Girl: No way! That’s dumb! Me: You literally just gave the definition of anorexia.
Girl: Oh, but I don’t throw up or anything. Me: No, that would be bulimia.
Girl: I don’t know what you’re saying so just give up.
I got up and left. At this moment, I don’t think I’m ever going to talk to another person again.
Note: Below is my senior article I wrote for the Trinitonian (Trinity University’s newspaper) sometime around April 20th. This is the unedited version.
College. It’s really over? It’s hard to reflect on something like this when I’m still writing papers, still walking around campus, and still trying to avoid the garbage they call food in Mabee.

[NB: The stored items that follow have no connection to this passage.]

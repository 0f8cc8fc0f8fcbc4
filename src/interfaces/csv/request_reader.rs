use crate::application::lifecycle::PaymentRequest;
use crate::domain::transaction::PaymentMethod;
use crate::error::{PaymentError, Result};
use rust_decimal::Decimal;
use serde::Deserialize;
use std::io::Read;
use std::str::FromStr;

#[derive(Debug, Clone, Copy, PartialEq, Eq, Deserialize)]
#[serde(rename_all = "lowercase")]
enum RequestType {
    Payment,
    Refund,
}

/// Raw row. Amounts stay text so their scale survives into the signature.
#[derive(Debug, Deserialize)]
struct RequestRecord {
    #[serde(rename = "type")]
    kind: RequestType,
    merchant: String,
    order: String,
    amount: Option<String>,
    currency: Option<String>,
    method: Option<PaymentMethod>,
    idempotency_key: Option<String>,
    signature: Option<String>,
}

/// One row of a request file.
#[derive(Debug, Clone, PartialEq)]
pub enum Request {
    Payment(PaymentRequest),
    /// Refund against the latest transaction of `(merchant_id, order_id)`.
    Refund {
        merchant_id: String,
        order_id: String,
        amount: Decimal,
    },
}

fn non_empty(value: Option<String>) -> Option<String> {
    value.filter(|v| !v.is_empty())
}

impl TryFrom<RequestRecord> for Request {
    type Error = PaymentError;

    fn try_from(record: RequestRecord) -> Result<Self> {
        let amount = non_empty(record.amount)
            .ok_or_else(|| PaymentError::InvalidArgument("amount is required".to_string()))?;
        let amount = Decimal::from_str(&amount)
            .map_err(|e| PaymentError::InvalidArgument(format!("invalid amount {amount}: {e}")))?;

        Ok(match record.kind {
            RequestType::Payment => Request::Payment(PaymentRequest {
                merchant_id: record.merchant,
                order_id: record.order,
                amount,
                currency: non_empty(record.currency),
                payment_method: record.method.unwrap_or(PaymentMethod::Upi),
                description: None,
                idempotency_key: non_empty(record.idempotency_key),
                signature: non_empty(record.signature),
            }),
            RequestType::Refund => Request::Refund {
                merchant_id: record.merchant,
                order_id: record.order,
                amount,
            },
        })
    }
}

/// Reads payment and refund requests
/// (`type, merchant, order, amount, currency, method, idempotency_key, signature`).
///
/// Rows are deserialized lazily, so large files stream.
pub struct RequestReader<R: Read> {
    reader: csv::Reader<R>,
}

impl<R: Read> RequestReader<R> {
    pub fn new(source: R) -> Self {
        let reader = csv::ReaderBuilder::new()
            .trim(csv::Trim::All)
            .flexible(true)
            .from_reader(source);
        Self { reader }
    }

    pub fn requests(self) -> impl Iterator<Item = Result<Request>> {
        self.reader
            .into_deserialize::<RequestRecord>()
            .map(|result| result.map_err(PaymentError::from).and_then(Request::try_from))
    }
}
mod common;

use common::*;
use paygate::application::INTERNAL_ERROR_REASON;
use paygate::application::refund::REFUND_DECLINED_REASON;
use paygate::domain::ledger::EntryType;
use paygate::domain::policy::{FixedGate, Policies};
use paygate::domain::refund::RefundStatus;
use paygate::domain::transaction::PaymentStatus;
use paygate::error::PaymentError;
use rust_decimal_macros::dec;
use std::sync::Arc;

#[tokio::test]
async fn test_partial_then_full_refund() {
    let (gateway, _store, transport) = gateway().await;
    let initiated = gateway.create_payment(payment("ORD_1", dec!(1000))).await.unwrap();
    gateway.wait_idle().await;
    let txn = initiated.transaction_id;

    let first = gateway
        .initiate_refund(&txn, dec!(400), Some("damaged".to_string()))
        .await
        .unwrap();
    assert_eq!(first.status, RefundStatus::Processing);
    assert!(first.refund_id.starts_with("RFD_"));
    assert_eq!(first.message, "Refund initiated successfully");
    gateway.wait_idle().await;

    let tx = gateway.get_transaction(&txn).await.unwrap();
    assert_eq!(tx.status, PaymentStatus::PartialRefunded);
    assert_eq!(tx.refunded_amount, dec!(400));
    assert_eq!(gateway.get_refund(&first.refund_id).await.unwrap().status, RefundStatus::Success);

    let second = gateway.initiate_refund(&txn, dec!(600), None).await.unwrap();
    gateway.wait_idle().await;

    let tx = gateway.get_transaction(&txn).await.unwrap();
    assert_eq!(tx.status, PaymentStatus::Refunded);
    assert_eq!(tx.refunded_amount, dec!(1000));

    let entries = gateway.ledger().entries_for_merchant(MERCHANT).await.unwrap();
    let debits: Vec<_> = entries
        .iter()
        .filter(|e| e.entry_type == EntryType::Debit)
        .collect();
    assert_eq!(debits.len(), 2);
    assert_eq!(debits[0].reference_id, first.refund_id);
    assert_eq!(debits[1].reference_id, second.refund_id);
    assert_eq!(debits[1].balance_after.value(), dec!(0));
    assert!(debits[0].description.contains(&txn));

    let for_payment = gateway.ledger().entries_for_transaction(&txn).await.unwrap();
    assert_eq!(for_payment.len(), 3);
    assert_eq!(for_payment[0].entry_type, EntryType::Credit);
    assert!(for_payment.iter().all(|e| e.transaction_id == txn));

    let statement = gateway.ledger().statement(MERCHANT).await.unwrap();
    assert_eq!(statement.balance.value(), dec!(0));
    assert_eq!(statement.credits, dec!(1000));
    assert_eq!(statement.debits, dec!(1000));
    assert_eq!(statement.entries, 3);
    assert!(gateway.ledger().verify_merchant(MERCHANT).await.unwrap().is_empty());

    let refunds = gateway.list_refunds(&txn).await.unwrap();
    assert_eq!(refunds.len(), 2);
    assert_eq!(refunds[0].refund_id, first.refund_id);

    // Settlement plus one per completed refund.
    let statuses: Vec<_> = transport.bodies().iter().map(|b| b["status"].clone()).collect();
    assert_eq!(statuses, vec!["SUCCESS", "PARTIAL_REFUNDED", "REFUNDED"]);

    let err = gateway.initiate_refund(&txn, dec!(1), None).await.unwrap_err();
    assert!(matches!(err, PaymentError::InvalidState(_)));
}

#[tokio::test]
async fn test_refund_over_available_rejected() {
    let (gateway, _store, _transport) = gateway().await;
    let initiated = gateway.create_payment(payment("ORD_1", dec!(1000))).await.unwrap();
    gateway.wait_idle().await;

    let err = gateway
        .initiate_refund(&initiated.transaction_id, dec!(1200), None)
        .await
        .unwrap_err();
    assert!(matches!(err, PaymentError::InvalidArgument(_)));
    assert!(err.to_string().contains("Available: 1000"));

    let err = gateway
        .initiate_refund(&initiated.transaction_id, dec!(0), None)
        .await
        .unwrap_err();
    assert!(matches!(err, PaymentError::InvalidArgument(_)));

    gateway.wait_idle().await;
    assert!(gateway.list_refunds(&initiated.transaction_id).await.unwrap().is_empty());
    assert_eq!(gateway.ledger().entries_for_merchant(MERCHANT).await.unwrap().len(), 1);
    let tx = gateway.get_transaction(&initiated.transaction_id).await.unwrap();
    assert_eq!(tx.status, PaymentStatus::Success);
}

#[tokio::test]
async fn test_refund_requires_settled_payment() {
    let store = store_with_merchant(CALLBACK).await;
    let mut policies = Policies::deterministic();
    policies.settlement = Arc::new(FixedGate(false));
    let gateway = builder(&store, RecordingTransport::ok()).policies(policies).start().unwrap();

    let initiated = gateway.create_payment(payment("ORD_1", dec!(500))).await.unwrap();
    gateway.wait_idle().await;

    let err = gateway
        .initiate_refund(&initiated.transaction_id, dec!(100), None)
        .await
        .unwrap_err();
    assert!(matches!(err, PaymentError::InvalidState(_)));
    assert_eq!(err.status_code(), 409);

    let err = gateway.initiate_refund("TXN_missing", dec!(100), None).await.unwrap_err();
    assert!(matches!(err, PaymentError::NotFound(_)));
}

#[tokio::test]
async fn test_declined_refund_leaves_payment_untouched() {
    let store = store_with_merchant(CALLBACK).await;
    let transport = RecordingTransport::ok();
    let mut policies = Policies::deterministic();
    policies.refund = Arc::new(FixedGate(false));
    let gateway = builder(&store, transport.clone()).policies(policies).start().unwrap();

    let initiated = gateway.create_payment(payment("ORD_1", dec!(1000))).await.unwrap();
    gateway.wait_idle().await;
    let refund = gateway
        .initiate_refund(&initiated.transaction_id, dec!(400), None)
        .await
        .unwrap();
    gateway.wait_idle().await;

    let refund = gateway.get_refund(&refund.refund_id).await.unwrap();
    assert_eq!(refund.status, RefundStatus::Failed);
    assert_eq!(refund.message, REFUND_DECLINED_REASON);

    let tx = gateway.get_transaction(&initiated.transaction_id).await.unwrap();
    assert_eq!(tx.status, PaymentStatus::Success);
    assert_eq!(tx.refunded_amount, dec!(0));
    assert_eq!(gateway.ledger().statement(MERCHANT).await.unwrap().balance.value(), dec!(1000));
    // Only the settlement webhook.
    assert_eq!(transport.count(), 1);
}

#[tokio::test(flavor = "multi_thread", worker_threads = 4)]
async fn test_concurrent_refunds_never_exceed_amount() {
    let (gateway, _store, _transport) = gateway().await;
    let gateway = Arc::new(gateway);
    let initiated = gateway.create_payment(payment("ORD_1", dec!(1000))).await.unwrap();
    gateway.wait_idle().await;

    let mut handles = Vec::new();
    for _ in 0..6 {
        let gateway = gateway.clone();
        let txn = initiated.transaction_id.clone();
        handles.push(tokio::spawn(async move {
            gateway.initiate_refund(&txn, dec!(300), None).await
        }));
    }
    let mut accepted = Vec::new();
    for handle in handles {
        if let Ok(view) = handle.await.unwrap() {
            accepted.push(view.refund_id);
        }
    }
    gateway.wait_idle().await;

    let mut succeeded = 0;
    for refund_id in &accepted {
        if gateway.get_refund(refund_id).await.unwrap().status == RefundStatus::Success {
            succeeded += 1;
        }
    }
    // Three fit; the rest are declined at initiation or at completion.
    assert_eq!(succeeded, 3);

    let tx = gateway.get_transaction(&initiated.transaction_id).await.unwrap();
    assert_eq!(tx.refunded_amount, dec!(900));
    assert_eq!(tx.status, PaymentStatus::PartialRefunded);
    assert_eq!(
        gateway.ledger().statement(MERCHANT).await.unwrap().balance.value(),
        dec!(100)
    );
    assert!(gateway.ledger().verify_merchant(MERCHANT).await.unwrap().is_empty());
}

#[tokio::test(flavor = "multi_thread", worker_threads = 8)]
async fn test_contended_refunds_within_amount_all_succeed() {
    let (gateway, _store, transport) = gateway().await;
    let gateway = Arc::new(gateway);
    let initiated = gateway.create_payment(payment("ORD_1", dec!(10000))).await.unwrap();
    gateway.wait_idle().await;

    for round in 0..5 {
        let mut handles = Vec::new();
        for _ in 0..32 {
            let gateway = gateway.clone();
            let txn = initiated.transaction_id.clone();
            handles.push(tokio::spawn(async move {
                gateway.initiate_refund(&txn, dec!(10), None).await
            }));
        }
        let mut refund_ids = Vec::new();
        for handle in handles {
            refund_ids.push(handle.await.unwrap().unwrap().refund_id);
        }
        gateway.wait_idle().await;

        for refund_id in &refund_ids {
            let refund = gateway.get_refund(refund_id).await.unwrap();
            assert_eq!(
                refund.status,
                RefundStatus::Success,
                "round {round}: {refund_id} {}",
                refund.message
            );
        }
    }

    let tx = gateway.get_transaction(&initiated.transaction_id).await.unwrap();
    assert_eq!(tx.refunded_amount, dec!(1600));
    assert_eq!(tx.status, PaymentStatus::PartialRefunded);
    let statement = gateway.ledger().statement(MERCHANT).await.unwrap();
    assert_eq!(statement.balance.value(), dec!(8400));
    assert_eq!(statement.entries, 161);
    assert!(gateway.ledger().verify_merchant(MERCHANT).await.unwrap().is_empty());
    assert_eq!(transport.count(), 161);
}

#[tokio::test]
async fn test_ledger_fault_fails_refund() {
    let store = store_with_merchant(CALLBACK).await;
    let transport = RecordingTransport::ok();
    let gateway = builder(&store, transport.clone())
        .ledger_store(BrokenLedger::only(&store, EntryType::Debit))
        .start()
        .unwrap();

    let initiated = gateway.create_payment(payment("ORD_1", dec!(1000))).await.unwrap();
    gateway.wait_idle().await;
    let tx = gateway.get_transaction(&initiated.transaction_id).await.unwrap();
    assert_eq!(tx.status, PaymentStatus::Success);

    let refund = gateway
        .initiate_refund(&initiated.transaction_id, dec!(400), None)
        .await
        .unwrap();
    gateway.wait_idle().await;

    let refund = gateway.get_refund(&refund.refund_id).await.unwrap();
    assert_eq!(refund.status, RefundStatus::Failed);
    assert_eq!(refund.message, INTERNAL_ERROR_REASON);

    let tx = gateway.get_transaction(&initiated.transaction_id).await.unwrap();
    assert_eq!(tx.status, PaymentStatus::Success);
    assert_eq!(tx.refunded_amount, dec!(0));
    let entries = gateway.ledger().entries_for_merchant(MERCHANT).await.unwrap();
    assert_eq!(entries.len(), 1);
    assert!(entries.iter().all(|e| e.entry_type == EntryType::Credit));
    assert_eq!(gateway.ledger().statement(MERCHANT).await.unwrap().balance.value(), dec!(1000));
    // Only the settlement webhook.
    assert_eq!(transport.count(), 1);
}
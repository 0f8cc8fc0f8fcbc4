use super::money::Amount;
use crate::error::PaymentError;
use chrono::{DateTime, Utc};
use rust_decimal::Decimal;
use serde::{Deserialize, Serialize};
use std::fmt;

#[derive(Debug, Clone, Copy, PartialEq, Eq, Hash, Serialize, Deserialize)]
#[serde(rename_all = "SCREAMING_SNAKE_CASE")]
pub enum PaymentStatus {
    Initiated,
    Processing,
    Success,
    Failed,
    PartialRefunded,
    Refunded,
    /// Flagged by the fraud gate. Nothing promotes a transaction out of review.
    Review,
}

impl PaymentStatus {
    pub fn as_str(&self) -> &'static str {
        match self {
            Self::Initiated => "INITIATED",
            Self::Processing => "PROCESSING",
            Self::Success => "SUCCESS",
            Self::Failed => "FAILED",
            Self::PartialRefunded => "PARTIAL_REFUNDED",
            Self::Refunded => "REFUNDED",
            Self::Review => "REVIEW",
        }
    }

    /// Settlement reached an outcome. Refund states descend from `Success`,
    /// so they keep the completion stamp.
    pub fn is_settled(&self) -> bool {
        matches!(
            self,
            Self::Success | Self::Failed | Self::PartialRefunded | Self::Refunded
        )
    }

    pub fn is_refundable(&self) -> bool {
        matches!(self, Self::Success | Self::PartialRefunded)
    }

    pub fn can_transition(&self, to: PaymentStatus) -> bool {
        use PaymentStatus::*;
        matches!(
            (*self, to),
            (Initiated, Processing)
                | (Initiated, Failed)
                | (Processing, Success)
                | (Processing, Failed)
                | (Success, PartialRefunded)
                | (Success, Refunded)
                | (PartialRefunded, PartialRefunded)
                | (PartialRefunded, Refunded)
        )
    }
}

impl fmt::Display for PaymentStatus {
    fn fmt(&self, f: &mut fmt::Formatter<'_>) -> fmt::Result {
        f.write_str(self.as_str())
    }
}

#[derive(Debug, Clone, Copy, PartialEq, Eq, Hash, Serialize, Deserialize)]
#[serde(rename_all = "SCREAMING_SNAKE_CASE")]
pub enum PaymentMethod {
    CreditCard,
    DebitCard,
    Upi,
    NetBanking,
    Wallet,
}

#[derive(Debug, Clone, PartialEq, Serialize, Deserialize)]
#[serde(rename_all = "camelCase")]
pub struct Transaction {
    pub transaction_id: String,
    pub merchant_id: String,
    pub order_id: String,
    pub amount: Amount,
    pub currency: String,
    pub refunded_amount: Decimal,
    pub status: PaymentStatus,
    pub payment_method: PaymentMethod,
    pub description: Option<String>,
    pub idempotency_key: Option<String>,
    pub redirect_url: String,
    pub failure_reason: Option<String>,
    pub fraud_checked: bool,
    pub fraudulent: bool,
    pub fraud_reason: Option<String>,
    pub created_at: DateTime<Utc>,
    pub updated_at: DateTime<Utc>,
    pub completed_at: Option<DateTime<Utc>>,
    /// Optimistic-concurrency token, bumped by the store on every update.
    #[serde(skip)]
    pub version: u64,
}

impl Transaction {
    /// What is still refundable: `amount - refunded_amount`.
    pub fn refundable_amount(&self) -> Decimal {
        self.amount.value() - self.refunded_amount
    }

    pub fn transition(
        &mut self,
        to: PaymentStatus,
        now: DateTime<Utc>,
    ) -> Result<(), PaymentError> {
        if !self.status.can_transition(to) {
            return Err(PaymentError::InvalidState(format!(
                "Transaction {} cannot move from {} to {}",
                self.transaction_id, self.status, to
            )));
        }
        if !self.status.is_settled() && to.is_settled() {
            self.completed_at = Some(now);
        }
        self.status = to;
        self.updated_at = now;
        Ok(())
    }

    pub fn fail(&mut self, reason: &str, now: DateTime<Utc>) -> Result<(), PaymentError> {
        self.transition(PaymentStatus::Failed, now)?;
        self.failure_reason = Some(reason.to_string());
        Ok(())
    }

    /// Adds a successful refund to the running total and derives the new status.
    pub fn apply_refund(
        &mut self,
        amount: Amount,
        now: DateTime<Utc>,
    ) -> Result<PaymentStatus, PaymentError> {
        if !self.status.is_refundable() {
            return Err(PaymentError::InvalidState(format!(
                "Cannot refund transaction with status: {}",
                self.status
            )));
        }
        let available = self.refundable_amount();
        if amount.value() > available {
            return Err(PaymentError::InvalidArgument(format!(
                "Refund amount exceeds available amount. Available: {available}"
            )));
        }

        let refunded = self
            .refunded_amount
            .checked_add(amount.value())
            .ok_or_else(|| PaymentError::internal("Refunded amount overflow"))?;
        let next = if refunded >= self.amount.value() {
            PaymentStatus::Refunded
        } else {
            PaymentStatus::PartialRefunded
        };
        self.transition(next, now)?;
        self.refunded_amount = refunded;
        Ok(next)
    }
}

Everything is still the same; only after I’m done will I think, “Man, I should have told that story about that one time where everyone got drunk and the rent-a-cops were everywhere and…” – but let’s be honest, that’s a story that I don’t need to tell any of you. Just from the amount of drunken nights where the only memory I have came from photos tagged on Facebook the next day, I know that invariably all of you have been in the same situation at least once. If not, I assure you that you will be.
Just how many days have been a struggle to wake up for class because I was still a little drunk? How many nights have I tried to study and ended up partying with one of you?
Instead of telling you party stories that you can make for yourself, here’s something that happened while attending Trinity that I honestly think can never occur again. It was 3 AM and both of us in the car were coming back from a party. After stopping in Jack in the Box to eat some nasty filth, my friend rolled down the window to order. Suddenly out of nowhere, a human/creature grabs my friend’s hand, slams in a crumpled, wet dollar bill, and screams, “Make change!” Compelled to not be murdered or raped, we scrambled to give him four quarters to get him off our backs. When we finally found enough, he yells to us, “That’s what I get for trusting the cops!” and bolts away into the night. How could I ever forget that?
Somehow, through all of the parties and close calls I made it. I am going to be done and graduated in just a few weeks.
So I want to leave Trinity with another inspiring true story from my life. As a sophomore I went shoe shopping with my friend Cory. While waiting for Cory to take thirteen years to pick a running shoe, I started talking with the sales lady. As it turned out, she was a proud Trinity graduate from 2006. She told me she majored in communication. Awesome. I am a communication major. Surely, I would not end up selling shoes after I graduate. Right?
Now it’s almost May and I’m broke, I have looming debt, and I have no career – let alone a job – in my immediate future. I used to joke that I would end up working at GameStop as an assistant manager. Now I joke that I’ll be working at Jack in the Box as the taco cooker. My joke has changed because GameStop now seems like a viable option. Four years. And there is where I am at right now?
There is a moral here in both of these stories: Trinity can be full of incredible experiences – drunk nights, good times with friends, and even perhaps something that happens in a classroom. No matter what those experiences may be, they are something to remember and something that as you are leaving Trinity, you will learn mean so much more now than ever.